The incident began on Nov. 15 of last year when a racial epithet was discovered spray-painted on the home of 13-year-old Isaac Phillips. Born to a white mother and black father, Phillips had reported being harassed by teammates on the Lunenburg High School football team.

The football team was suspected to be involved in the graffiti, causing concern among residents of the small North Central Massachusetts town.

Earlier racially charged incidents involving the team were confirmed by Worcester school officials. Lunenburg football players had been allegedly directing racial slurs toward players on a Worcester team during varsity and junior varsity games.

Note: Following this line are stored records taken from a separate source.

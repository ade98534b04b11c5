//! Text inference collaborators.
//!
//! The review pipeline only depends on [`InferenceClient`]. The bundled adapter speaks the
//! OpenAI-compatible chat completion protocol, picks the model by [`ModelTier`], and
//! retries timeouts and transport failures with exponential backoff.

use std::time::Duration;

use async_trait::async_trait;
use reqwest::Client;
use serde::Deserialize;
use serde_json::json;
use thiserror::Error;

use crate::config::Config;

/// Errors surfaced by inference providers.
#[derive(Debug, Clone, Error, PartialEq)]
pub enum InferenceError {
    /// The call did not finish within its timeout.
    #[error("inference timed out after {}s", .0.as_secs())]
    Timeout(Duration),
    /// Network failure or an error status from the provider.
    #[error("inference transport failure: {0}")]
    Transport(String),
    /// The provider answered without usable content.
    #[error("malformed inference response: {0}")]
    MalformedResponse(String),
}

impl InferenceError {
    /// Whether another attempt may succeed.
    pub fn is_retryable(&self) -> bool {
        matches!(self, InferenceError::Timeout(_) | InferenceError::Transport(_))
    }
}

/// Model class requested for a call.
#[derive(Debug, Clone, Copy, PartialEq, Eq)]
pub enum ModelTier {
    /// Fast general-purpose model.
    Standard,
    /// Slower model for long-form reasoning.
    Reasoning,
}

/// Pipeline step issuing an inference call, used for tracing.
#[derive(Debug, Clone, Copy, PartialEq, Eq, Hash)]
pub enum InferenceTask {
    /// Structured section extraction.
    ParseDocument,
    /// Key-term extraction.
    KeyTerms,
    /// Innovation assessment.
    Innovation,
    /// Multi-dimensional evaluation.
    Evaluation,
    /// Final report.
    Report,
}

impl InferenceTask {
    /// Stable name used in logs.
    pub const fn as_str(self) -> &'static str {
        match self {
            InferenceTask::ParseDocument => "parse_document",
            InferenceTask::KeyTerms => "key_terms",
            InferenceTask::Innovation => "innovation",
            InferenceTask::Evaluation => "evaluation",
            InferenceTask::Report => "report",
        }
    }
}

/// One inference call.
#[derive(Debug, Clone)]
pub struct InferenceRequest {
    /// Step issuing the call.
    pub task: InferenceTask,
    /// Full prompt text.
    pub prompt: String,
    /// Model class.
    pub tier: ModelTier,
    /// Sampling temperature.
    pub temperature: f32,
    /// Budget of a single attempt.
    pub timeout: Duration,
}

/// Interface implemented by text inference providers.
#[async_trait]
pub trait InferenceClient: Send + Sync {
    /// Produce a completion for the request.
    async fn complete(&self, request: InferenceRequest) -> Result<String, InferenceError>;
}

/// Chat completion client for OpenAI-compatible endpoints.
pub struct OpenAiCompatibleClient {
    http: Client,
    endpoint: String,
    api_key: String,
    standard_model: String,
    reasoning_model: String,
    max_attempts: u32,
    retry_base: Duration,
}

impl OpenAiCompatibleClient {
    /// Build a client from configuration.
    pub fn from_config(config: &Config) -> Result<Self, InferenceError> {
        let http = Client::builder()
            .user_agent("rusty-review/inference")
            .build()
            .map_err(|error| InferenceError::Transport(error.to_string()))?;
        Ok(Self {
            http,
            endpoint: config.llm_api_endpoint.clone(),
            api_key: config.llm_api_key.clone(),
            standard_model: config.llm_model.clone(),
            reasoning_model: config.llm_reasoning_model.clone(),
            max_attempts: config.llm_max_retries.max(1),
            retry_base: Duration::from_secs(1),
        })
    }

    fn url(&self) -> String {
        format!("{}/chat/completions", self.endpoint.trim_end_matches('/'))
    }

    fn model(&self, tier: ModelTier) -> &str {
        match tier {
            ModelTier::Standard => &self.standard_model,
            ModelTier::Reasoning => &self.reasoning_model,
        }
    }

    async fn attempt(&self, request: &InferenceRequest) -> Result<String, InferenceError> {
        let payload = json!({
            "model": self.model(request.tier),
            "messages": [{ "role": "user", "content": request.prompt }],
            "temperature": request.temperature,
            "stream": false,
        });

        let response = self
            .http
            .post(self.url())
            .bearer_auth(&self.api_key)
            .timeout(request.timeout)
            .json(&payload)
            .send()
            .await
            .map_err(|error| {
                if error.is_timeout() {
                    InferenceError::Timeout(request.timeout)
                } else {
                    InferenceError::Transport(error.to_string())
                }
            })?;

        let status = response.status();
        if !status.is_success() {
            let body = response.text().await.unwrap_or_default();
            return Err(InferenceError::Transport(format!(
                "provider returned {status}: {body}"
            )));
        }

        let body: ChatCompletion = response.json().await.map_err(|error| {
            InferenceError::MalformedResponse(format!("failed to decode completion: {error}"))
        })?;

        body.choices
            .into_iter()
            .next()
            .and_then(|choice| choice.message.content)
            .ok_or_else(|| InferenceError::MalformedResponse("completion has no content".into()))
    }
}

#[derive(Debug, Deserialize)]
struct ChatCompletion {
    #[serde(default)]
    choices: Vec<Choice>,
}

#[derive(Debug, Deserialize)]
struct Choice {
    message: ChoiceMessage,
}

#[derive(Debug, Deserialize)]
struct ChoiceMessage {
    content: Option<String>,
}

#[async_trait]
impl InferenceClient for OpenAiCompatibleClient {
    async fn complete(&self, request: InferenceRequest) -> Result<String, InferenceError> {
        let mut attempt = 0;
        loop {
            match self.attempt(&request).await {
                Ok(content) => return Ok(content),
                Err(error) if error.is_retryable() && attempt + 1 < self.max_attempts => {
                    let delay = self.retry_base * 2_u32.pow(attempt);
                    tracing::warn!(
                        task = request.task.as_str(),
                        attempt = attempt + 1,
                        delay_secs = delay.as_secs(),
                        error = %error,
                        "Inference call failed; retrying"
                    );
                    tokio::time::sleep(delay).await;
                    attempt += 1;
                }
                Err(error) => {
                    tracing::error!(task = request.task.as_str(), error = %error, "Inference call failed");
                    return Err(error);
                }
            }
        }
    }
}
//! Structured document record and the section scanner that builds it.
//!
//! The inference model is asked to answer with one labelled block per section. The scanner
//! walks the answer line by line, keeping a current-section register: a recognised header
//! opens a section (keeping any text after its colon), every other line is appended to the
//! open section.

use std::collections::BTreeMap;
use std::sync::LazyLock;

use regex::Regex;

/// Characters of raw document text kept on the record.
pub const RAW_TEXT_LIMIT: usize = 10_000;
const FALLBACK_ABSTRACT_LIMIT: usize = 500;
const FALLBACK_TITLE_LIMIT: usize = 100;
const PROMPT_EXCERPT_LIMIT: usize = 1_800;

/// Named part of a document.
#[derive(Debug, Clone, Copy, PartialEq, Eq, PartialOrd, Ord, Hash)]
pub enum Section {
    /// Document title.
    Title,
    /// Author list.
    Authors,
    /// Abstract.
    Abstract,
    /// Author keywords.
    Keywords,
    /// Introduction.
    Introduction,
    /// Methods.
    Methodology,
    /// Experimental setup.
    Experiments,
    /// Results.
    Results,
    /// Conclusion.
    Conclusion,
    /// Bibliography.
    References,
    /// Kind of paper (empirical, theoretical, survey, ...).
    PaperType,
    /// Claimed contributions.
    Contributions,
    /// Technical approach summary.
    TechnicalApproach,
}

impl Section {
    /// Sections whose presence makes a parse usable.
    pub const CORE: [Section; 8] = [
        Section::Title,
        Section::Abstract,
        Section::Introduction,
        Section::Methodology,
        Section::Results,
        Section::Conclusion,
        Section::Contributions,
        Section::TechnicalApproach,
    ];

    /// English display label.
    pub const fn label(self) -> &'static str {
        match self {
            Section::Title => "Title",
            Section::Authors => "Authors",
            Section::Abstract => "Abstract",
            Section::Keywords => "Keywords",
            Section::Introduction => "Introduction",
            Section::Methodology => "Methodology",
            Section::Experiments => "Experiments",
            Section::Results => "Results",
            Section::Conclusion => "Conclusion",
            Section::References => "References",
            Section::PaperType => "Paper Type",
            Section::Contributions => "Contributions",
            Section::TechnicalApproach => "Technical Approach",
        }
    }
}

/// Header spellings accepted for each section, compared case-insensitively.
const SECTION_SYNONYMS: &[(Section, &[&str])] = &[
    (Section::Title, &["title", "paper title", "标题", "题目", "论文标题"]),
    (Section::Authors, &["authors", "author", "作者"]),
    (Section::Abstract, &["abstract", "summary", "摘要"]),
    (Section::Keywords, &["keywords", "key words", "index terms", "关键词", "关键字"]),
    (Section::Introduction, &["introduction", "background", "引言", "介绍", "背景"]),
    (
        Section::Methodology,
        &["methodology", "method", "methods", "approach", "方法", "研究方法", "方法论"],
    ),
    (
        Section::Experiments,
        &["experiments", "experiment", "experimental setup", "evaluation", "实验", "实验设置"],
    ),
    (Section::Results, &["results", "result", "findings", "结果", "实验结果"]),
    (Section::Conclusion, &["conclusion", "conclusions", "结论", "总结"]),
    (Section::References, &["references", "bibliography", "参考文献"]),
    (Section::PaperType, &["paper type", "type", "论文类型", "类型"]),
    (
        Section::Contributions,
        &["contributions", "main contributions", "contribution", "贡献", "主要贡献"],
    ),
    (
        Section::TechnicalApproach,
        &["technical approach", "technical method", "技术路线", "技术方法"],
    ),
];

/// Answers that mean "the model found nothing".
const EMPTY_MARKERS: &[&str] = &["not found", "n/a", "none", "未找到", "无"];

static HEADER_DECORATION: LazyLock<Regex> = LazyLock::new(|| {
    Regex::new(r"^(?:#{1,6}\s*)?(?:[-*•]\s+)?(?:\d+[.)、]\s*)?(?:\*\*)?")
        .expect("static header regex is valid")
});

/// Document content extracted at the start of a review. Never mutated once stored.
#[derive(Debug, Clone, Default, PartialEq)]
pub struct DocumentRecord {
    sections: BTreeMap<Section, String>,
    /// Extracted document text, capped at [`RAW_TEXT_LIMIT`] characters.
    pub raw_text: String,
    /// Unprocessed inference answer the sections were scanned from.
    pub raw_response: Option<String>,
    /// Why extraction is incomplete, if it is.
    pub parse_error: Option<String>,
}

impl DocumentRecord {
    /// Build a record by scanning an inference answer.
    pub fn from_response(response: &str, text: &str) -> Self {
        let sections = scan_sections(response);
        let parse_error = if sections.is_empty() {
            Some("structured answer contained no recognisable sections".to_string())
        } else {
            None
        };

        Self {
            sections,
            raw_text: truncate_chars(text, RAW_TEXT_LIMIT).to_string(),
            raw_response: Some(response.to_string()),
            parse_error,
        }
    }

    /// Best-effort record built from document text alone.
    pub fn from_text(text: &str, note: impl Into<String>) -> Self {
        let mut record = Self {
            raw_text: truncate_chars(text, RAW_TEXT_LIMIT).to_string(),
            parse_error: Some(note.into()),
            ..Self::default()
        };
        record.set(Section::Title, guess_title(text));
        record.set(
            Section::Abstract,
            truncate_chars(text.trim(), FALLBACK_ABSTRACT_LIMIT),
        );
        record
    }

    /// Text of `section`, when present and non-empty.
    pub fn get(&self, section: Section) -> Option<&str> {
        self.sections
            .get(&section)
            .map(String::as_str)
            .filter(|value| !value.trim().is_empty())
    }

    /// Store `value` for `section`; blank values and "not found" markers are dropped.
    pub fn set(&mut self, section: Section, value: impl Into<String>) {
        let value = value.into();
        let trimmed = value.trim();
        if trimmed.is_empty() || is_empty_marker(trimmed) {
            self.sections.remove(&section);
        } else {
            self.sections.insert(section, trimmed.to_string());
        }
    }

    /// Title, or an empty string.
    pub fn title(&self) -> &str {
        self.get(Section::Title).unwrap_or_default()
    }

    /// Whether at least one core section carries text.
    pub fn has_core_content(&self) -> bool {
        Section::CORE.iter().any(|section| self.get(*section).is_some())
    }

    /// Whether extraction is incomplete.
    pub fn is_degraded(&self) -> bool {
        self.parse_error.is_some() || !self.has_core_content()
    }

    /// Number of non-empty sections.
    pub fn section_count(&self) -> usize {
        self.sections.len()
    }

    /// Sections as labelled markdown plus a raw-text excerpt, for prompts.
    pub fn format_for_prompt(&self) -> String {
        let mut parts: Vec<String> = self
            .sections
            .iter()
            .filter(|(section, _)| **section != Section::References)
            .map(|(section, value)| format!("**{}**: {}", section.label(), value))
            .collect();

        if !self.raw_text.trim().is_empty() {
            parts.push(format!(
                "**Document Excerpt**: {}",
                truncate_chars(self.raw_text.trim(), PROMPT_EXCERPT_LIMIT)
            ));
        }

        parts.join("\n\n")
    }
}

fn is_empty_marker(value: &str) -> bool {
    let lowered = value.to_lowercase();
    EMPTY_MARKERS.iter().any(|marker| lowered == *marker)
}

fn lookup_section(label: &str) -> Option<Section> {
    let label = label.trim().trim_end_matches("**").trim().to_lowercase();
    // Drop a parenthesised translation such as "Title (标题)".
    let label = label
        .split(['(', '（'])
        .next()
        .unwrap_or_default()
        .trim();
    SECTION_SYNONYMS
        .iter()
        .find(|(_, synonyms)| synonyms.contains(&label))
        .map(|(section, _)| *section)
}

/// Recognise a header line, returning the section and any inline content.
fn parse_header(line: &str) -> Option<(Section, &str)> {
    let stripped = HEADER_DECORATION.find(line).map_or(line, |m| &line[m.end()..]);

    if let Some(index) = stripped.find([':', '：']) {
        let (label, rest) = stripped.split_at(index);
        let colon_len = rest.chars().next().map_or(0, char::len_utf8);
        if let Some(section) = lookup_section(label) {
            let content = rest[colon_len..].trim().trim_start_matches("**").trim();
            return Some((section, content));
        }
        return None;
    }

    let bare = stripped.trim_end_matches("**").trim_end_matches(['#', ' ']);
    lookup_section(bare).map(|section| (section, ""))
}

fn scan_sections(response: &str) -> BTreeMap<Section, String> {
    let mut sections: BTreeMap<Section, Vec<String>> = BTreeMap::new();
    let mut current: Option<Section> = None;

    for line in response.lines() {
        let line = line.trim();
        if line.is_empty() {
            continue;
        }

        if let Some((section, content)) = parse_header(line) {
            current = Some(section);
            let lines = sections.entry(section).or_default();
            if !content.is_empty() {
                lines.push(content.to_string());
            }
        } else if let Some(section) = current {
            sections.entry(section).or_default().push(line.to_string());
        }
    }

    sections
        .into_iter()
        .filter_map(|(section, lines)| {
            let value = lines.join("\n");
            let value = value.trim();
            (!value.is_empty() && !is_empty_marker(value)).then(|| (section, value.to_string()))
        })
        .collect()
}

fn guess_title(text: &str) -> String {
    text.lines()
        .take(10)
        .map(str::trim)
        .find(|line| {
            let length = line.chars().count();
            length > 10 && length < 200
        })
        .map(str::to_string)
        .unwrap_or_else(|| {
            truncate_chars(text.trim(), FALLBACK_TITLE_LIMIT)
                .replace(['\n', '\r'], " ")
                .trim()
                .to_string()
        })
}

/// Prefix of `text` holding at most `limit` characters.
pub fn truncate_chars(text: &str, limit: usize) -> &str {
    match text.char_indices().nth(limit) {
        Some((index, _)) => &text[..index],
        None => text,
    }
}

Phillips’ father, Anthony J. Phillips, expressed his belief that the same football players who had allegedly hazed his son were responsible for defacing his home.

With the investigation under way, the school’s annual Thanksgiving Day football game was canceled, sparking concerns among players, parents, and town residents.

Calmes, the superintendent, said at the time that the cancellation was a matter of safety rather than punishment.

In early December, Lunenburg police concluded that players on the football team were no longer persons of interest in the investigation, and other suspects would be pursued. In statements to the Globe, players said they did not believe that the team had been involved.


The Blue Knights’ head coach, Steve Boone, was “very happy that the team was cleared of the allegations.”

The investigation then shifted to Phillips’ 38-year-old mother, Andrea Brazier. According to court records and police, Brazier was considered a “strong suspect.”

In December, Lunenburg police Lieutenant Mike Luth said that Brazier was the only active suspect, though an arrest was not imminent.

Police conducted a search of Phillips’ home, discovering one can of Krylon indoor/outdoor spray paint and one can of Krylon Fusion spray paint, along with five live shotgun shells. Prior to the search, two burnt aerosol cans were observed outside of the family’s Chase Road home.

Phillips transferred to a nearby school district following the initial incident, and “no trespassing” signs were installed around the family’s property.

No family members were available for comment Wednesday night.

The case has not been officially closed and Early said his office will continue to review any new evidence.